**What needs to be done**
Output every line from the beginning of the records through the line that contains "($kind:expr, $pattern:expr) =>", exactly as it appears.

[Collected data entries]
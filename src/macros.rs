//! Utility macros for the front end.
//!
//! - `MK_TOKEN!` - Creates a Token instance
//! - `MK_PATTERN!` - Creates an anchored entry of the token catalogue

/// Creates a Token instance.
///
/// # Arguments
///
/// * `$kind` - The TokenKind
/// * `$value` - The token's literal text
/// * `$line` - The token's `LineInfo`
///
/// # Example
///
/// ```ignore
/// let token = MK_TOKEN!(TokenKind::Integer, "42".to_string(), line);
/// ```
#[macro_export]
macro_rules! MK_TOKEN {
    ($kind:expr, $value:expr, $line:expr) => {
        Token {
            kind: $kind,
            value: $value,
            line: $line,
        }
    };
}

/// Creates a catalogue entry whose regex only matches at the scan position.
///
/// The pattern is wrapped in `^(?:...)`, so alternations inside it stay
/// anchored as a whole.
///
/// # Example
///
/// ```ignore
/// MK_PATTERN!(TokenKind::Arrow, "->")
/// ```
#[macro_export]
macro_rules! MK_PATTERN {
    ($kind:expr, $pattern:expr) => {
        TokenPattern {
            kind: $kind,
            regex: Regex::new(&format!("^(?:{})", $pattern)).unwrap(),
        }
    };
}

**The answer**
filename src/macros.rs
//! Utility macros for the front end.
//!
//! - `MK_TOKEN!` - Creates a Token instance
//! - `MK_PATTERN!` - Creates an anchored entry of the token catalogue

/// Creates a Token instance.
///
/// # Arguments
///
/// * `$kind` - The TokenKind
/// * `$value` - The token's literal text
/// * `$line` - The token's `LineInfo`
///
/// # Example
///
/// ```ignore
/// let token = MK_TOKEN!(TokenKind::Integer, "42".to_string(), line);
/// ```
#[macro_export]
macro_rules! MK_TOKEN {
    ($kind:expr, $value:expr, $line:expr) => {
        Token {
            kind: $kind,
            value: $value,
            line: $line,
        }
    };
}

/// Creates a catalogue entry whose regex only matches at the scan position.
///
/// The pattern is wrapped in `^(?:...)`, so alternations inside it stay
/// anchored as a whole.
///
/// # Example
///
/// ```ignore
/// MK_PATTERN!(TokenKind::Arrow, "->")
/// ```
#[macro_export]
macro_rules! MK_PATTERN {
    ($kind:expr, $pattern:expr) => {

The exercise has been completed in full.